(EXCERPTED RECORDS)

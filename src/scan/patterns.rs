/*!
 * Glob-based include/exclude matching for project-relative paths.
 *
 * Exclusion always wins over inclusion, and excluded directories are
 * pruned by the walker so their subtree is never visited.
 */

use globset::{GlobBuilder, GlobSet, GlobSetBuilder};
use serde::{Deserialize, Serialize};

use crate::errors::AppError;

/// Include/exclude glob lists for one project type
#[derive(Debug, Clone, PartialEq, Eq, Serialize, Deserialize)]
pub struct ScanPattern {
    /// Files must match at least one of these
    pub include: Vec<String>,
    /// Paths matching any of these are skipped (directories are pruned)
    pub exclude: Vec<String>,
}

/// Known project types with built-in scan patterns
#[derive(Debug, Clone, Copy, PartialEq, Eq)]
pub enum ProjectKind {
    /// JavaScript / TypeScript / Vue sources
    Js,
    /// Flutter (Dart) sources
    Flutter,
}

impl ScanPattern {
    /// Create a pattern set from explicit lists
    pub fn new(include: Vec<String>, exclude: Vec<String>) -> Self {
        Self { include, exclude }
    }

    /// Built-in patterns for a project kind
    pub fn preset(kind: ProjectKind) -> Self {
        let (include, exclude): (&[&str], &[&str]) = match kind {
            ProjectKind::Js => (
                &["**/*.{js,jsx,ts,tsx,vue}"],
                &[
                    "**/node_modules/**",
                    "**/dist/**",
                    "**/build/**",
                    "**/.git/**",
                    "**/coverage/**",
                    "**/.vscode/**",
                    "**/.idea/**",
                ],
            ),
            ProjectKind::Flutter => (
                &["**/*.dart"],
                &[
                    "**/build/**",
                    "**/.dart_tool/**",
                    "**/.pub/**",
                    "**/ios/**",
                    "**/android/**",
                    "**/web/**",
                    "**/test/**",
                ],
            ),
        };

        Self {
            include: include.iter().map(|p| p.to_string()).collect(),
            exclude: exclude.iter().map(|p| p.to_string()).collect(),
        }
    }

    /// Compile the globs into a matcher
    pub fn compile(&self) -> Result<PatternMatcher, AppError> {
        Ok(PatternMatcher {
            include: build_globset(&self.include)?,
            exclude: build_globset(&self.exclude)?,
        })
    }
}

impl Default for ScanPattern {
    fn default() -> Self {
        Self::preset(ProjectKind::Js)
    }
}

/// Compiled include/exclude matcher
#[derive(Debug, Clone)]
pub struct PatternMatcher {
    include: GlobSet,
    exclude: GlobSet,
}

impl PatternMatcher {
    /// Whether a relative path is covered by an exclude pattern
    pub fn is_excluded(&self, relative_path: &str) -> bool {
        self.exclude.is_match(relative_path)
    }

    /// Whether a directory should be pruned from the walk
    ///
    /// `**/dir/**` style globs need a trailing separator to match the
    /// directory itself, so both forms are tested.
    pub fn is_excluded_dir(&self, relative_path: &str) -> bool {
        if relative_path.is_empty() {
            return false;
        }
        self.is_excluded(relative_path) || self.exclude.is_match(format!("{}/", relative_path))
    }

    /// Whether a file path is selected: not excluded and included
    pub fn matches(&self, relative_path: &str) -> bool {
        !self.is_excluded(relative_path) && self.include.is_match(relative_path)
    }
}

fn build_globset(patterns: &[String]) -> Result<GlobSet, AppError> {
    let mut builder = GlobSetBuilder::new();
    for pattern in patterns {
        let glob = GlobBuilder::new(pattern)
            .literal_separator(true)
            .build()?;
        builder.add(glob);
    }
    Ok(builder.build()?)
}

(End EXCERPTED RECORDS)

WHAT TO DO. Down to the last character, restate every record.

YOUR SOLUTION.
filename src/scan/patterns.rs
/*!
 * Glob-based include/exclude matching for project-relative paths.
 *
 * Exclusion always wins over inclusion, and excluded directories are
 * pruned by the walker so their subtree is never visited.
 */

use globset::{GlobBuilder, GlobSet, GlobSetBuilder};
use serde::{Deserialize, Serialize};

use crate::errors::AppError;

/// Include/exclude glob lists for one project type
#[derive(Debug, Clone, PartialEq, Eq, Serialize, Deserialize)]
pub struct ScanPattern {
    /// Files must match at least one of these
    pub include: Vec<String>,
    /// Paths matching any of these are skipped (directories are pruned)
    pub exclude: Vec<String>,
}

/// Known project types with built-in scan patterns
#[derive(Debug, Clone, Copy, PartialEq, Eq)]
pub enum ProjectKind {
    /// JavaScript / TypeScript / Vue sources
    Js,
    /// Flutter (Dart) sources
    Flutter,
}

impl ScanPattern {
    /// Create a pattern set from explicit lists
    pub fn new(include: Vec<String>, exclude: Vec<String>) -> Self {
        Self { include, exclude }
    }

    /// Built-in patterns for a project kind
    pub fn preset(kind: ProjectKind) -> Self {
        let (include, exclude): (&[&str], &[&str]) = match kind {
            ProjectKind::Js => (
                &["**/*.{js,jsx,ts,tsx,vue}"],
                &[
                    "**/node_modules/**",
                    "**/dist/**",
                    "**/build/**",
                    "**/.git/**",
                    "**/coverage/**",
                    "**/.vscode/**",
                    "**/.idea/**",
                ],
            ),
            ProjectKind::Flutter => (
                &["**/*.dart"],
                &[
                    "**/build/**",
                    "**/.dart_tool/**",
                    "**/.pub/**",
                    "**/ios/**",
                    "**/android/**",
                    "**/web/**",
                    "**/test/**",
                ],
            ),
        };

        Self {
            include: include.iter().map(|p| p.to_string()).collect(),
            exclude: exclude.iter().map(|p| p.to_string()).collect(),
        }
    }

    /// Compile the globs into a matcher
    pub fn compile(&self) -> Result<PatternMatcher, AppError> {
        Ok(PatternMatcher {
            include: build_globset(&self.include)?,
            exclude: build_globset(&self.exclude)?,
        })
    }
}

impl Default for ScanPattern {
    fn default() -> Self {
        Self::preset(ProjectKind::Js)
    }
}

/// Compiled include/exclude matcher
#[derive(Debug, Clone)]
pub struct PatternMatcher {
    include: GlobSet,
    exclude: GlobSet,
}

impl PatternMatcher {
    /// Whether a relative path is covered by an exclude pattern
    pub fn is_excluded(&self, relative_path: &str) -> bool {
        self.exclude.is_match(relative_path)
    }

    /// Whether a directory should be pruned from the walk
    ///
    /// `**/dir/**` style globs need a trailing separator to match the
    /// directory itself, so both forms are tested.
    pub fn is_excluded_dir(&self, relative_path: &str) -> bool {
        if relative_path.is_empty() {
            return false;
        }
        self.is_excluded(relative_path) || self.exclude.is_match(format!("{}/", relative_path))
    }

    /// Whether a file path is selected: not excluded and included
    pub fn matches(&self, relative_path: &str) -> bool {
        !self.is_excluded(relative_path) && self.include.is_match(relative_path)
    }
}

fn build_globset(patterns: &[String]) -> Result<GlobSet, AppError> {
    let mut builder = GlobSetBuilder::new();
    for pattern in patterns {
        let glob = GlobBuilder::new(pattern)
            .literal_separator(true)
            .build()?;
        builder.add(glob);
    }
    Ok(builder.build()?)
}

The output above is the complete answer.